Writing of the ashram--modeled, to some extent, upon the Rajneesh settlement--she is flowery about the meditations and the mysteries; she swots up the terminology with the same whole-hearted efficiency that she once used to run her suburban life. At the same time, she carefully notes how the entire setup works to attract rich adepts and get control of their money.
She writes of brain-washing and sexual bullying; she also rhapsodizes about the eyelids of the ashram's leader, the Arhat. "They're so large somehow, and. . . . The ones get this funny bunchy extra wrinkle when he's said something sly. . . ." She works and sleeps her way, bisexually, to the top, ending up as the Arhat's chosen lover and as the manager of the ashram's accounts.

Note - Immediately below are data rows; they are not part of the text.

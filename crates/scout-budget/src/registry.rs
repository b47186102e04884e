//! Process-wide registry of rate budgets keyed by platform and method.

use crate::bucket::RateBudget;
use scout_core::{Platform, RateLimitConfig, ScoutError};
use std::collections::HashMap;
use std::fmt;
use std::str::FromStr;
use std::sync::{Arc, RwLock};
use std::time::Duration;
use tracing::{debug, info, warn};

const HOUR: Duration = Duration::from_secs(3_600);
const DAY: Duration = Duration::from_secs(86_400);

/// Kind of outbound action a budget throttles.
#[derive(Debug, Clone, Copy, PartialEq, Eq, Hash)]
pub enum Method {
    /// Credentialed API requests
    Api,
    /// Page loads, scrolls and extractions through the browser
    Scraping,
}

impl Method {
    /// Lowercase identifier used in configuration and logs.
    #[must_use]
    pub fn as_str(&self) -> &'static str {
        match self {
            Self::Api => "api",
            Self::Scraping => "scraping",
        }
    }
}

impl fmt::Display for Method {
    fn fmt(&self, f: &mut fmt::Formatter<'_>) -> fmt::Result {
        f.write_str(self.as_str())
    }
}

impl FromStr for Method {
    type Err = ScoutError;

    fn from_str(s: &str) -> Result<Self, Self::Err> {
        match s.trim().to_ascii_lowercase().as_str() {
            "api" => Ok(Self::Api),
            "scraping" => Ok(Self::Scraping),
            other => Err(ScoutError::Validation(format!(
                "unknown budget method '{other}': expected api or scraping"
            ))),
        }
    }
}

/// Registry key: a platform identifier plus a method.
#[derive(Debug, Clone, PartialEq, Eq, Hash)]
pub struct BudgetKey {
    /// Lowercase platform identifier
    pub platform: String,
    /// Throttled method
    pub method: Method,
}

impl BudgetKey {
    /// Build a key, normalizing the platform to lowercase.
    #[must_use]
    pub fn new(platform: &str, method: Method) -> Self {
        Self {
            platform: platform.trim().to_ascii_lowercase(),
            method,
        }
    }
}

/// Capacity and window of a budget: `count` requests per `window`.
#[derive(Debug, Clone, Copy, PartialEq, Eq)]
pub struct BudgetSpec {
    /// Requests allowed per window, also the bucket capacity
    pub count: u32,
    /// Window length
    pub window: Duration,
}

impl BudgetSpec {
    /// Build a spec.
    #[must_use]
    pub const fn new(count: u32, window: Duration) -> Self {
        Self { count, window }
    }

    /// Spec applied to keys with no built-in default or override.
    pub const FALLBACK: Self = Self::new(10, HOUR);

    /// Built-in default for a key.
    #[must_use]
    pub fn default_for(platform: &str, method: Method) -> Self {
        match (platform.parse::<Platform>(), method) {
            (Ok(Platform::Instagram), Method::Api) => Self::new(200, HOUR),
            (Ok(Platform::Instagram), Method::Scraping) => Self::new(20, HOUR),
            (Ok(Platform::LinkedIn), Method::Api) => Self::new(500, DAY),
            (Ok(Platform::LinkedIn), Method::Scraping) => Self::new(10, HOUR),
            (Err(_), _) => Self::FALLBACK,
        }
    }

    fn build(self) -> RateBudget {
        RateBudget::per_window(self.count, self.window)
    }
}

/// Owns one [`RateBudget`] per `(platform, method)` key.
///
/// Budgets are created on first use and live as long as the registry;
/// there is no eviction. Clones share the same budgets.
#[derive(Clone, Default)]
pub struct BudgetRegistry {
    /// Live budgets, indexed by key
    budgets: Arc<RwLock<HashMap<BudgetKey, Arc<RateBudget>>>>,
    /// Configured specs that take precedence over built-in defaults
    overrides: Arc<HashMap<BudgetKey, BudgetSpec>>,
}

impl BudgetRegistry {
    /// Create a registry using only the built-in defaults.
    #[must_use]
    pub fn with_defaults() -> Self {
        Self::default()
    }

    /// Create a registry with configured overrides.
    ///
    /// Entries with an unrecognized method are skipped with a warning.
    #[must_use]
    pub fn from_config(limits: &[RateLimitConfig]) -> Self {
        let mut overrides = HashMap::new();
        for limit in limits {
            let method = match limit.method.parse::<Method>() {
                Ok(method) => method,
                Err(e) => {
                    warn!(platform = %limit.platform, "skipping rate limit override: {e}");
                    continue;
                }
            };
            let key = BudgetKey::new(&limit.platform, method);
            debug!(
                platform = %key.platform,
                method = %method,
                capacity = limit.capacity,
                per_seconds = limit.per_seconds,
                "rate limit override"
            );
            overrides.insert(
                key,
                BudgetSpec::new(limit.capacity, Duration::from_secs(limit.per_seconds)),
            );
        }

        Self {
            budgets: Arc::default(),
            overrides: Arc::new(overrides),
        }
    }

    /// Override the spec for a key before first use.
    #[must_use]
    pub fn with_budget(mut self, platform: &str, method: Method, spec: BudgetSpec) -> Self {
        Arc::make_mut(&mut self.overrides).insert(BudgetKey::new(platform, method), spec);
        self
    }

    /// Spec a new budget for this key would be created with.
    #[must_use]
    pub fn spec_for(&self, platform: &str, method: Method) -> BudgetSpec {
        let key = BudgetKey::new(platform, method);
        self.overrides
            .get(&key)
            .copied()
            .unwrap_or_else(|| BudgetSpec::default_for(&key.platform, method))
    }

    /// Budget for a key, created on first use. Never fails.
    pub fn get(&self, platform: &str, method: Method) -> Arc<RateBudget> {
        let key = BudgetKey::new(platform, method);

        {
            let budgets = self.budgets.read().expect("acquire read lock on budgets");
            if let Some(budget) = budgets.get(&key) {
                return Arc::clone(budget);
            }
        }

        let spec = self.spec_for(&key.platform, method);
        let mut budgets = self.budgets.write().expect("acquire write lock on budgets");
        let budget = budgets.entry(key).or_insert_with_key(|key| {
            info!(
                platform = %key.platform,
                method = %key.method,
                capacity = spec.count,
                window_secs = spec.window.as_secs(),
                "created rate budget"
            );
            Arc::new(spec.build())
        });
        Arc::clone(budget)
    }

    /// Wait for and take `n` tokens from the budget for a key.
    pub async fn wait_for(&self, platform: &str, method: Method, n: u32) -> Duration {
        self.get(platform, method).wait_and_acquire(n).await
    }

    /// Number of budgets created so far.
    #[must_use]
    pub fn len(&self) -> usize {
        self.budgets.read().expect("acquire read lock on budgets").len()
    }

    /// Whether no budget has been created yet.
    #[must_use]
    pub fn is_empty(&self) -> bool {
        self.len() == 0
    }
}

#[cfg(test)]
mod tests {
    use super::*;

    #[test]
    fn test_default_specs() {
        assert_eq!(
            BudgetSpec::default_for("instagram", Method::Api),
            BudgetSpec::new(200, HOUR)
        );
        assert_eq!(
            BudgetSpec::default_for("instagram", Method::Scraping),
            BudgetSpec::new(20, HOUR)
        );
        assert_eq!(
            BudgetSpec::default_for("linkedin", Method::Api),
            BudgetSpec::new(500, DAY)
        );
        assert_eq!(
            BudgetSpec::default_for("linkedin", Method::Scraping),
            BudgetSpec::new(10, HOUR)
        );
        assert_eq!(
            BudgetSpec::default_for("tiktok", Method::Api),
            BudgetSpec::FALLBACK
        );
    }

    #[tokio::test]
    async fn test_get_returns_same_budget() {
        let registry = BudgetRegistry::with_defaults();
        assert!(registry.is_empty());

        let a = registry.get("instagram", Method::Scraping);
        let b = registry.get("Instagram", Method::Scraping);
        assert!(Arc::ptr_eq(&a, &b));
        assert_eq!(registry.len(), 1);

        let c = registry.get("instagram", Method::Api);
        assert!(!Arc::ptr_eq(&a, &c));
        assert_eq!(registry.len(), 2);
    }

    #[tokio::test]
    async fn test_clones_share_budgets() {
        let registry = BudgetRegistry::with_defaults();
        let clone = registry.clone();

        assert!(registry.get("linkedin", Method::Scraping).acquire(10).await);
        assert!(!clone.get("linkedin", Method::Scraping).acquire(1).await);
    }

    #[tokio::test]
    async fn test_config_overrides() {
        let registry = BudgetRegistry::from_config(&[
            RateLimitConfig {
                platform: "instagram".to_string(),
                method: "scraping".to_string(),
                capacity: 2,
                per_seconds: 60,
            },
            RateLimitConfig {
                platform: "instagram".to_string(),
                method: "teleport".to_string(),
                capacity: 99,
                per_seconds: 1,
            },
        ]);

        let budget = registry.get("instagram", Method::Scraping);
        assert!((budget.capacity() - 2.0).abs() < f64::EPSILON);
        assert_eq!(
            registry.spec_for("instagram", Method::Api),
            BudgetSpec::new(200, HOUR)
        );
    }

    #[tokio::test(start_paused = true)]
    async fn test_wait_for_consumes_token() {
        let registry = BudgetRegistry::with_defaults().with_budget(
            "instagram",
            Method::Api,
            BudgetSpec::new(1, Duration::from_secs(10)),
        );

        assert_eq!(registry.wait_for("instagram", Method::Api, 1).await, Duration::ZERO);
        let waited = registry.wait_for("instagram", Method::Api, 1).await;
        assert!(waited >= Duration::from_secs(9), "waited {waited:?}");
    }

    #[test]
    fn test_method_parsing() {
        assert_eq!("API".parse::<Method>().expect("parse"), Method::Api);
        assert_eq!("scraping".parse::<Method>().expect("parse"), Method::Scraping);
        assert!("fetch".parse::<Method>().is_err());
    }
}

Not literally ending up, though. Her last letters come from the Bahamas, where she has locked up a fortune, stripped impartially from Charles and from the Arhat both. "I have acquired at last," she writes, "the means to be still."
Sarah's lack of stillness up to this point; her mix of sentiment, effusiveness, rage, wit and calculation, make "S." a difficult book to like. It is not one of Updike's successes.
You see what he is trying to say: In a world in which power and money outlast our half-meant pieties and our eroding pleasures, the path to true wisdom lies in grabbing it while you can. Sarah is a butterfly with iron talons; she has out-Charlesed Charles and out-Arhated the Arhat.
Her scheming is both comic and satisfying, and Updike discloses it with an accustomed skill. But the author, like Sarah, is bad at relinquishing. He has committed a neat bit of satire, but he lavishes so much empathy upon Sarah, her suburbs, her mysticism, that it all turns muddy. Even his prose suffers, particularly when he dots Sarah's language with Buddhist terminology. Here, she writes of the Arhat's meditative approach:
"He tries to create with his presence a kind of vacuum, a sunya , that penetrates the padma of the gathered sannyasins . He embodies or localizes, that is, purusha to such an extent that it leeches away all the prakriti in the people around him."
Updike does append a glossary, which runs 12 pages. But we are not much moved to use it.